:: SOURCE RECORDS

//! Signal values, message snapshots and match expectations

use std::collections::BTreeMap;
use std::fmt;

use serde::{Deserialize, Deserializer, Serialize, Serializer};

/// Label used by value tables for the "signal not available" raw value
pub const SNA_LABEL: &str = "SNA";

/// Physical value of a single signal
///
/// Serializes as a number or a string, with "not available" written as the
/// `SNA` label.
#[derive(Debug, Clone, PartialEq)]
pub enum SignalValue {
    /// Scaled physical value
    Number(f64),
    /// Enumerated value (value table entry)
    Label(String),
    /// Signal not available (SNA)
    NotAvailable,
}

impl SignalValue {
    /// Create an enumerated value. `"SNA"` becomes [`SignalValue::NotAvailable`].
    pub fn label(label: impl Into<String>) -> Self {
        let label = label.into();
        if label == SNA_LABEL {
            Self::NotAvailable
        } else {
            Self::Label(label)
        }
    }

    /// Numeric value, if this is a concrete number
    pub fn as_f64(&self) -> Option<f64> {
        match self {
            Self::Number(v) => Some(*v),
            _ => None,
        }
    }

    /// Label text, if this is an enumerated value
    pub fn as_label(&self) -> Option<&str> {
        match self {
            Self::Label(s) => Some(s),
            _ => None,
        }
    }

    /// Compare two values, tolerating float rounding from scale/offset
    pub fn matches(&self, other: &SignalValue) -> bool {
        match (self, other) {
            (Self::Number(a), Self::Number(b)) => (a - b).abs() < 1e-6,
            (a, b) => a == b,
        }
    }
}

impl fmt::Display for SignalValue {
    fn fmt(&self, f: &mut fmt::Formatter<'_>) -> fmt::Result {
        match self {
            Self::Number(v) => write!(f, "{}", v),
            Self::Label(s) => f.write_str(s),
            Self::NotAvailable => f.write_str(SNA_LABEL),
        }
    }
}

impl From<f64> for SignalValue {
    fn from(v: f64) -> Self {
        Self::Number(v)
    }
}

impl From<u32> for SignalValue {
    fn from(v: u32) -> Self {
        Self::Number(v as f64)
    }
}

impl From<i32> for SignalValue {
    fn from(v: i32) -> Self {
        Self::Number(v as f64)
    }
}

impl From<&str> for SignalValue {
    fn from(s: &str) -> Self {
        Self::label(s)
    }
}

impl Serialize for SignalValue {
    fn serialize<S: Serializer>(&self, serializer: S) -> Result<S::Ok, S::Error> {
        match self {
            Self::Number(value) => serializer.serialize_f64(*value),
            Self::Label(label) => serializer.serialize_str(label),
            Self::NotAvailable => serializer.serialize_str(SNA_LABEL),
        }
    }
}

#[derive(Deserialize)]
#[serde(untagged)]
enum RawValue {
    Number(f64),
    Label(String),
}

impl<'de> Deserialize<'de> for SignalValue {
    fn deserialize<D: Deserializer<'de>>(deserializer: D) -> Result<Self, D::Error> {
        Ok(match RawValue::deserialize(deserializer)? {
            RawValue::Number(value) => Self::Number(value),
            RawValue::Label(label) => Self::label(label),
        })
    }
}

impl From<String> for SignalValue {
    fn from(s: String) -> Self {
        Self::label(s)
    }
}

/// Decoded signals of one received message
#[derive(Debug, Clone, Default, PartialEq, Serialize, Deserialize)]
#[serde(transparent)]
pub struct SignalSnapshot {
    signals: BTreeMap<String, SignalValue>,
}

impl SignalSnapshot {
    pub fn new() -> Self {
        Self::default()
    }

    /// Builder-style insert
    pub fn with(mut self, signal: impl Into<String>, value: impl Into<SignalValue>) -> Self {
        self.insert(signal, value);
        self
    }

    pub fn insert(&mut self, signal: impl Into<String>, value: impl Into<SignalValue>) {
        self.signals.insert(signal.into(), value.into());
    }

    pub fn get(&self, signal: &str) -> Option<&SignalValue> {
        self.signals.get(signal)
    }

    /// Concrete numeric value of a signal
    pub fn number(&self, signal: &str) -> Option<f64> {
        self.get(signal).and_then(SignalValue::as_f64)
    }

    /// Label of an enumerated signal
    pub fn label(&self, signal: &str) -> Option<&str> {
        self.get(signal).and_then(SignalValue::as_label)
    }

    pub fn iter(&self) -> impl Iterator<Item = (&String, &SignalValue)> {
        self.signals.iter()
    }

    pub fn len(&self) -> usize {
        self.signals.len()
    }

    pub fn is_empty(&self) -> bool {
        self.signals.is_empty()
    }
}

impl fmt::Display for SignalSnapshot {
    fn fmt(&self, f: &mut fmt::Formatter<'_>) -> fmt::Result {
        f.write_str("{")?;
        for (i, (name, value)) in self.signals.iter().enumerate() {
            if i > 0 {
                f.write_str(", ")?;
            }
            write!(f, "{}: {}", name, value)?;
        }
        f.write_str("}")
    }
}

/// Signal values a received message must carry to satisfy a wait
///
/// An empty expectation matches any instance of the message.
#[derive(Debug, Clone, Default, PartialEq)]
pub struct Expectation {
    signals: BTreeMap<String, SignalValue>,
}

impl Expectation {
    /// Match any instance of the message
    pub fn any() -> Self {
        Self::default()
    }

    /// Match messages whose `signal` equals `value`
    pub fn signal(signal: impl Into<String>, value: impl Into<SignalValue>) -> Self {
        Self::any().and(signal, value)
    }

    /// Add another required signal value
    pub fn and(mut self, signal: impl Into<String>, value: impl Into<SignalValue>) -> Self {
        self.signals.insert(signal.into(), value.into());
        self
    }

    /// Check a snapshot against every required signal value
    pub fn matches(&self, snapshot: &SignalSnapshot) -> bool {
        self.signals.iter().all(|(name, expected)| {
            snapshot
                .get(name)
                .map(|actual| actual.matches(expected))
                .unwrap_or(false)
        })
    }
}

impl fmt::Display for Expectation {
    fn fmt(&self, f: &mut fmt::Formatter<'_>) -> fmt::Result {
        if self.signals.is_empty() {
            return f.write_str("any");
        }
        for (i, (name, value)) in self.signals.iter().enumerate() {
            if i > 0 {
                f.write_str(" && ")?;
            }
            write!(f, "{} == {}", name, value)?;
        }
        Ok(())
    }
}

::::

Reproduce only the lines above spanning from the line containing "a concrete number" through the line containing "pub fn as_label(&self)", word for word.

__REPLY TO THE TASK__.
    /// Numeric value, if this is a concrete number
    pub fn as_f64(&self) -> Option<f64> {
        match self {
            Self::Number(v) => Some(*v),
            _ => None,
        }
    }

    /// Label text, if this is an enumerated value
    pub fn as_label(&self) -> Option<&str> {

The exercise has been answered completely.